Galois representations are ubiquitous in modern number theory and they provide a powerful tool. Quoting Barry Mazur, Galois representations offer a bridge between the two worlds of arithmetic geometry, such as that of elliptic curves and the analytic theory of that of modular forms. They also had an important part in the proof of Fermat's Last theorem. In this talk we will give an introduction to the beautiful world of Galois representations, starting with the basics of Galois theory, introducing the absolute Galois group of the rationals (the beast) and investigate some spaces over which it acts. No prerequisites apart from groups and rings. If any of this sounds exciting then join us in MS.05 as Lambros Mavrides will shed light upon some of this fascinating maths. After which we will head over to the pub.

We are pleased to announce that we will be hosting the second of our two special Fields medal talks. We will hear about the following:

David Loeffler will talk to us about the Langlands program and Ngô Bảo Châu's contribution in proving the Fundamental Lemma.

Florian Theil will talk to us about the importance of the work of Cédric Villani on the Boltzmann equation.

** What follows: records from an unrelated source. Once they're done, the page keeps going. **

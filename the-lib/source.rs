use std::path::Path;

use crate::{
  error::Result,
  range::LineRange,
};

/// The two read-only queries a region walk needs from version control.
///
/// Both return the raw text the tool printed. Implementations report a tool
/// that failed to run, or exited abnormally, as
/// [`Error::QueryFailed`](crate::error::Error::QueryFailed).
pub trait HistorySource {
  /// Unified diff of the working copy of `file` against the last commit, with
  /// at least `context` lines of context around each change. Empty when there
  /// are no uncommitted edits.
  fn working_diff(&self, file: &Path, context: usize) -> Result<String>;

  /// Patch trace of every commit that touched `range` (in last-commit line
  /// numbers) of `file`, newest first. Empty when no commit touched it.
  fn line_log(&self, file: &Path, range: LineRange) -> Result<String>;
}

impl<T: HistorySource + ?Sized> HistorySource for &T {
  fn working_diff(&self, file: &Path, context: usize) -> Result<String> {
    (**self).working_diff(file, context)
  }

  fn line_log(&self, file: &Path, range: LineRange) -> Result<String> {
    (**self).line_log(file, range)
  }
}
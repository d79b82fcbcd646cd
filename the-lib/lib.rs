//! Walking a range of lines backwards through its version control history.
//!
//! A selection in the working copy is first mapped onto the last commit
//! ([`resolve`]), the commits that touched it are split into patch units
//! ([`history`]) and an [`UndoSession`](session::UndoSession) replays them
//! one by one ([`patch`]), newest first.

pub mod error;
pub mod history;
pub mod hunk;
pub mod patch;
pub mod range;
pub mod resolve;
pub mod session;
pub mod source;

pub use error::{
  Error,
  Result,
};
pub use range::LineRange;
pub use source::HistorySource;
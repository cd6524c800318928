use std::convert::Infallible;
use std::fmt;

use axum::{async_trait, extract::FromRequestParts, http::request::Parts};
use uuid::Uuid;

use crate::context::CallContext;
use crate::error::AppError;
use crate::state::AppState;

pub const REQUEST_ID_HEADER: &str = "x-request-id";

/// Builds the request's [`CallContext`] once and caches it in the extensions.
fn request_context(parts: &mut Parts, state: &AppState) -> CallContext {
    if let Some(ctx) = parts.extensions.get::<CallContext>() {
        return ctx.clone();
    }
    let request_id = parts
        .headers
        .get(REQUEST_ID_HEADER)
        .and_then(|v| v.to_str().ok())
        .filter(|v| !v.is_empty() && v.len() <= 128)
        .map(str::to_string)
        .unwrap_or_else(|| Uuid::new_v4().to_string());
    let ctx = CallContext::background()
        .with_request_id(request_id)
        .with_timeout(state.config.request_timeout);
    parts.extensions.insert(ctx.clone());
    ctx
}

/// Request id and deadline for the current request.
pub struct RequestContext(pub CallContext);

#[async_trait]
impl FromRequestParts<AppState> for RequestContext {
    type Rejection = Infallible;

    async fn from_request_parts(
        parts: &mut Parts,
        state: &AppState,
    ) -> Result<Self, Self::Rejection> {
        Ok(RequestContext(request_context(parts, state)))
    }
}

/// A validated bearer session.
pub struct AuthUser {
    pub user_id: Uuid,
    pub token: String,
}

impl fmt::Debug for AuthUser {
    fn fmt(&self, f: &mut fmt::Formatter<'_>) -> fmt::Result {
        f.debug_struct("AuthUser")
            .field("user_id", &self.user_id)
            .finish_non_exhaustive()
    }
}

#[async_trait]
impl FromRequestParts<AppState> for AuthUser {
    type Rejection = AppError;

    async fn from_request_parts(
        parts: &mut Parts,
        state: &AppState,
    ) -> Result<Self, Self::Rejection> {
        let auth = parts
            .headers
            .get(axum::http::header::AUTHORIZATION)
            .and_then(|h| h.to_str().ok())
            .ok_or(AppError::MissingAuthHeader)?;

        // Expect "Bearer <token>"
        let token = auth
            .strip_prefix("Bearer ")
            .or_else(|| auth.strip_prefix("bearer "))
            .map(str::trim)
            .filter(|t| !t.is_empty())
            .ok_or(AppError::InvalidAuthFormat)?
            .to_string();

        let ctx = request_context(parts, state);
        let record = state.sessions.validate(&ctx, &token).await?;
        Ok(AuthUser {
            user_id: record.user_id,
            token,
        })
    }
}
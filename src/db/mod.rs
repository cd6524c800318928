use std::sync::Arc;

use async_trait::async_trait;
use serde::{Deserialize, Serialize};
use sqlx::FromRow;
use thiserror::Error;
use time::OffsetDateTime;
use uuid::Uuid;

#[cfg(test)]
pub mod memory;
pub mod postgres;
pub mod tx;

/// Account record.
#[derive(Debug, Clone, Serialize, Deserialize, FromRow)]
pub struct User {
    pub id: Uuid,
    pub name: String,
    pub email: String,
    #[serde(skip_serializing)]
    pub password_hash: String,                          // argon2 PHC string, never exposed
    pub email_verified_at: Option<OffsetDateTime>,
    pub deletion_scheduled_at: Option<OffsetDateTime>,  // purge deadline, cleared by login
    pub created_at: OffsetDateTime,
    pub updated_at: OffsetDateTime,
}

impl User {
    pub fn is_email_verified(&self) -> bool {
        self.email_verified_at.is_some()
    }
}

/// The three persisted token kinds.
#[derive(Debug, Clone, Copy, PartialEq, Eq, Hash)]
pub enum TokenKind {
    Session,
    PasswordReset,
    EmailVerification,
}

impl TokenKind {
    pub fn as_str(self) -> &'static str {
        match self {
            TokenKind::Session => "session",
            TokenKind::PasswordReset => "password_reset",
            TokenKind::EmailVerification => "email_verification",
        }
    }

    pub(crate) fn table(self) -> &'static str {
        match self {
            TokenKind::Session => "auth_tokens",
            TokenKind::PasswordReset => "password_resets",
            TokenKind::EmailVerification => "email_verifications",
        }
    }

    /// Column holding the terminal lifecycle timestamp.
    pub(crate) fn marker_column(self) -> &'static str {
        match self {
            TokenKind::Session => "revoked_at",
            TokenKind::PasswordReset | TokenKind::EmailVerification => "used_at",
        }
    }
}

/// Stored form of any token kind. Only the hash of the secret is kept.
#[derive(Debug, Clone, FromRow)]
pub struct TokenRecord {
    pub id: Uuid,
    pub user_id: Uuid,
    // Row columns the services never read back; the in-memory store matches on them.
    #[allow(dead_code)]
    pub token_hash: String,
    pub expires_at: OffsetDateTime,
    /// `revoked_at` for sessions, `used_at` for single-use kinds.
    pub consumed_at: Option<OffsetDateTime>,
    #[allow(dead_code)]
    pub created_at: OffsetDateTime,
}

impl TokenRecord {
    pub fn is_consumed(&self) -> bool {
        self.consumed_at.is_some()
    }

    pub fn is_expired_at(&self, now: OffsetDateTime) -> bool {
        self.expires_at <= now
    }
}

/// Returned (inside `anyhow::Error`) when an insert hits a unique constraint.
#[derive(Debug, Error)]
#[error("unique constraint violated: {0}")]
pub struct UniqueViolation(pub &'static str);

#[async_trait]
pub trait UserStore: Send + Sync {
    async fn create(&self, name: &str, email: &str, password_hash: &str) -> anyhow::Result<User>;
    async fn get_by_id(&self, id: Uuid) -> anyhow::Result<Option<User>>;
    async fn get_by_email(&self, email: &str) -> anyhow::Result<Option<User>>;
    async fn update_password_hash(&self, id: Uuid, password_hash: &str) -> anyhow::Result<()>;
    async fn mark_email_verified(&self, id: Uuid) -> anyhow::Result<()>;
    async fn email_exists(&self, email: &str) -> anyhow::Result<bool>;
    /// Sets the deadline only when none is pending. Returns whether it was set.
    async fn schedule_deletion(&self, id: Uuid, at: OffsetDateTime) -> anyhow::Result<bool>;
    async fn cancel_deletion(&self, id: Uuid) -> anyhow::Result<()>;
    /// Hard-deletes every account whose deletion deadline has passed.
    async fn purge_overdue(&self) -> anyhow::Result<u64>;
}

/// Persistence for one token kind.
///
/// "Consume" means revoke for sessions and mark used for single-use kinds.
/// The conditional variants only touch rows that are not consumed yet and
/// report whether anything changed.
#[async_trait]
pub trait TokenStore: Send + Sync {
    fn kind(&self) -> TokenKind;
    async fn create(
        &self,
        user_id: Uuid,
        token_hash: &str,
        expires_at: OffsetDateTime,
    ) -> anyhow::Result<TokenRecord>;
    async fn get_by_hash(&self, token_hash: &str) -> anyhow::Result<Option<TokenRecord>>;
    async fn consume(&self, id: Uuid) -> anyhow::Result<bool>;
    async fn consume_by_hash(&self, token_hash: &str) -> anyhow::Result<bool>;
    async fn consume_all_for_user(&self, user_id: Uuid) -> anyhow::Result<u64>;
    async fn purge_expired_or_consumed(&self) -> anyhow::Result<u64>;
}

/// Session tokens: revocable, many per user.
#[derive(Clone)]
pub struct SessionTokens(Arc<dyn TokenStore>);

impl SessionTokens {
    pub fn new(store: Arc<dyn TokenStore>) -> Self {
        debug_assert_eq!(store.kind(), TokenKind::Session);
        Self(store)
    }

    pub async fn create(
        &self,
        user_id: Uuid,
        token_hash: &str,
        expires_at: OffsetDateTime,
    ) -> anyhow::Result<TokenRecord> {
        self.0.create(user_id, token_hash, expires_at).await
    }

    pub async fn get_by_hash(&self, token_hash: &str) -> anyhow::Result<Option<TokenRecord>> {
        self.0.get_by_hash(token_hash).await
    }

    #[cfg(test)]
    pub async fn revoke(&self, id: Uuid) -> anyhow::Result<bool> {
        self.0.consume(id).await
    }

    pub async fn revoke_by_hash(&self, token_hash: &str) -> anyhow::Result<bool> {
        self.0.consume_by_hash(token_hash).await
    }

    pub async fn revoke_all_for_user(&self, user_id: Uuid) -> anyhow::Result<u64> {
        self.0.consume_all_for_user(user_id).await
    }

    pub async fn purge_expired_or_revoked(&self) -> anyhow::Result<u64> {
        self.0.purge_expired_or_consumed().await
    }
}

/// Password-reset and email-verification tokens: consumed at most once.
#[derive(Clone)]
pub struct SingleUseTokens(Arc<dyn TokenStore>);

impl SingleUseTokens {
    pub fn new(store: Arc<dyn TokenStore>) -> Self {
        debug_assert_ne!(store.kind(), TokenKind::Session);
        Self(store)
    }

    pub async fn create(
        &self,
        user_id: Uuid,
        token_hash: &str,
        expires_at: OffsetDateTime,
    ) -> anyhow::Result<TokenRecord> {
        self.0.create(user_id, token_hash, expires_at).await
    }

    pub async fn get_by_hash(&self, token_hash: &str) -> anyhow::Result<Option<TokenRecord>> {
        self.0.get_by_hash(token_hash).await
    }

    /// Returns false when the token was already used.
    pub async fn mark_used(&self, id: Uuid) -> anyhow::Result<bool> {
        self.0.consume(id).await
    }

    pub async fn invalidate_all_for_user(&self, user_id: Uuid) -> anyhow::Result<u64> {
        self.0.consume_all_for_user(user_id).await
    }

    pub async fn purge_expired_or_used(&self) -> anyhow::Result<u64> {
        self.0.purge_expired_or_consumed().await
    }
}

/// One handle per store, either pool-backed or bound to a transaction.
#[derive(Clone)]
pub struct Stores {
    pub users: Arc<dyn UserStore>,
    pub sessions: SessionTokens,
    pub password_resets: SingleUseTokens,
    pub email_verifications: SingleUseTokens,
}

#[async_trait]
pub trait Database: Send + Sync {
    /// Stores that run each statement on their own.
    fn stores(&self) -> Stores;
    async fn begin(&self) -> anyhow::Result<Box<dyn Transaction>>;
}

#[async_trait]
pub trait Transaction: Send + Sync {
    /// Stores bound to this transaction.
    fn stores(&self) -> &Stores;
    async fn commit(self: Box<Self>) -> anyhow::Result<()>;
    async fn rollback(self: Box<Self>) -> anyhow::Result<()>;
}
use std::fmt;

use lazy_static::lazy_static;
use regex::Regex;
use serde::{Deserialize, Serialize};
use time::OffsetDateTime;
use uuid::Uuid;

use crate::db::User;
use crate::error::AppError;

pub const MIN_PASSWORD_LEN: usize = 8;

pub(crate) fn is_valid_email(email: &str) -> bool {
    lazy_static! {
        static ref EMAIL_RE: Regex = Regex::new(r"^[^@\s]+@[^@\s]+\.[^@\s]+$").unwrap();
    }
    EMAIL_RE.is_match(email)
}

fn normalize_email(email: &str) -> Result<String, AppError> {
    let email = email.trim().to_lowercase();
    if !is_valid_email(&email) {
        return Err(AppError::Validation("invalid email".into()));
    }
    Ok(email)
}

fn check_password(password: &str) -> Result<(), AppError> {
    if password.chars().count() < MIN_PASSWORD_LEN {
        return Err(AppError::Validation(format!(
            "password must be at least {MIN_PASSWORD_LEN} characters"
        )));
    }
    Ok(())
}

/// Request body for registration.
#[derive(Deserialize)]
pub struct RegisterRequest {
    pub name: String,
    pub email: String,
    pub password: String,
}

impl RegisterRequest {
    pub fn validated(mut self) -> Result<Self, AppError> {
        self.name = self.name.trim().to_string();
        if self.name.is_empty() {
            return Err(AppError::Validation("name is required".into()));
        }
        self.email = normalize_email(&self.email)?;
        check_password(&self.password)?;
        Ok(self)
    }
}

/// Request body for login.
#[derive(Deserialize)]
pub struct LoginRequest {
    pub email: String,
    pub password: String,
}

impl LoginRequest {
    pub fn validated(mut self) -> Result<Self, AppError> {
        self.email = normalize_email(&self.email)?;
        Ok(self)
    }
}

#[derive(Debug, Deserialize)]
pub struct PasswordResetRequest {
    pub email: String,
}

impl PasswordResetRequest {
    pub fn validated(self) -> Result<Self, AppError> {
        Ok(Self {
            email: normalize_email(&self.email)?,
        })
    }
}

#[derive(Deserialize)]
pub struct NewPasswordRequest {
    pub password: String,
}

impl NewPasswordRequest {
    pub fn validated(self) -> Result<Self, AppError> {
        check_password(&self.password)?;
        Ok(self)
    }
}

/// `email` is only read when the caller is not authenticated.
#[derive(Debug, Default, Deserialize)]
pub struct VerificationRequest {
    pub email: Option<String>,
}

/// Public part of the user returned to the client.
#[derive(Debug, Serialize)]
pub struct PublicUser {
    pub id: Uuid,
    pub name: String,
    pub email: String,
    pub email_verified: bool,
    #[serde(with = "time::serde::rfc3339::option")]
    pub deletion_scheduled_at: Option<OffsetDateTime>,
    #[serde(with = "time::serde::rfc3339")]
    pub created_at: OffsetDateTime,
}

impl From<User> for PublicUser {
    fn from(u: User) -> Self {
        Self {
            id: u.id,
            email_verified: u.is_email_verified(),
            name: u.name,
            email: u.email,
            deletion_scheduled_at: u.deletion_scheduled_at,
            created_at: u.created_at,
        }
    }
}

/// Returned after registration and login. `token` is shown only here.
#[derive(Serialize)]
pub struct SessionResponse {
    pub token: String,
    #[serde(with = "time::serde::rfc3339")]
    pub expires_at: OffsetDateTime,
    pub user: PublicUser,
}

impl fmt::Debug for SessionResponse {
    fn fmt(&self, f: &mut fmt::Formatter<'_>) -> fmt::Result {
        f.debug_struct("SessionResponse")
            .field("token", &"<redacted>")
            .field("expires_at", &self.expires_at)
            .field("user", &self.user)
            .finish()
    }
}

#[derive(Debug, Serialize)]
pub struct DeletionScheduledResponse {
    #[serde(with = "time::serde::rfc3339")]
    pub scheduled_at: OffsetDateTime,
}

#[derive(Debug, Serialize)]
pub struct AcceptedResponse {
    pub message: &'static str,
}

#[cfg(test)]
mod tests {
    use super::*;

    #[test]
    fn email_is_trimmed_and_lowercased() {
        let req = RegisterRequest {
            name: "  Ann ".into(),
            email: " Ann@Example.COM ".into(),
            password: "long-enough".into(),
        }
        .validated()
        .unwrap();
        assert_eq!(req.email, "ann@example.com");
        assert_eq!(req.name, "Ann");
    }

    #[test]
    fn rejects_bad_input() {
        let bad_email = RegisterRequest {
            name: "A".into(),
            email: "not-an-email".into(),
            password: "long-enough".into(),
        };
        assert!(matches!(bad_email.validated(), Err(AppError::Validation(_))));

        let short = NewPasswordRequest {
            password: "short".into(),
        };
        assert!(matches!(short.validated(), Err(AppError::Validation(_))));

        let nameless = RegisterRequest {
            name: "   ".into(),
            email: "a@example.com".into(),
            password: "long-enough".into(),
        };
        assert!(nameless.validated().is_err());
    }

    #[test]
    fn public_user_uses_rfc3339() {
        let now = OffsetDateTime::now_utc();
        let user = User {
            id: Uuid::new_v4(),
            name: "Ann".into(),
            email: "ann@example.com".into(),
            password_hash: "$argon2id$secret".into(),
            email_verified_at: Some(now),
            deletion_scheduled_at: None,
            created_at: now,
            updated_at: now,
        };
        let json = serde_json::to_value(PublicUser::from(user)).unwrap();
        assert_eq!(json["email_verified"], true);
        assert!(json["created_at"].as_str().unwrap().contains('T'));
        assert!(json["deletion_scheduled_at"].is_null());
        assert!(json.get("password_hash").is_none());
    }

    #[test]
    fn session_response_debug_hides_token() {
        let now = OffsetDateTime::now_utc();
        let res = SessionResponse {
            token: "f00dfeedcafe".into(),
            expires_at: now,
            user: PublicUser {
                id: Uuid::new_v4(),
                name: "Ann".into(),
                email: "ann@example.com".into(),
                email_verified: false,
                deletion_scheduled_at: None,
                created_at: now,
            },
        };
        let out = format!("{res:?}");
        assert!(!out.contains("f00dfeedcafe"));
        assert!(out.contains("ann@example.com"));
    }
}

Arguably the first major result within topology is the classification of surfaces. This was well known in the mid 19th century, most likely a by-product of interest in the differential geometry of curves and surfaces. It was not until Poincaré that the result was placed within its correct context. In his seminal paper "Analysis Situs" (arguably the first on topology), he defined higher dimensional analogues of curves and surfaces; so called manifolds along with some methods with which to study them. The question that arose was again that of classification. Putting aside what one may mean by this (and therefore any discussion of "computable", "algorithm" and the like!) we wish to know what approaches have been developed to tackle this rather unwieldy problem.

One approach is that of studying the functions on our space which leads to ideas such as Morse Theory and the study of PDEs on our manifold. A second approach is that of finding suitable algebraic invariants which we can associate to our space which leads to homology and cohomology theory, homotopy groups, K-theory etc. Perhaps historically the first algebraic invariant is the fundamental group. This is something close to the set of loops up to continuous deformation. Poincaré realised the importance the fundamental group in the study of 3-manifolds. He asked seemingly one of the most basic questions in the realm of this program of generalising the above classification; if a "nice" 3-manifold has fundamental group zero, then is it in fact the 3-sphere (up to some suitable equivalence). This led naturally to generalisations to higher dimensions (despite no known proof at the time). Surprisingly this generalisation was proved for all dimensions greater than 4 by Smale in the 1960s (and for n=4 in the 1980s) as a result of some of the ideas in surgery theory.

We will try to discuss some of the background to the problem along with generalisations and ideas related to Smale's solution of this. If any of this sounds interesting come along to MS.05 at 7:30 after which we will head to the pub.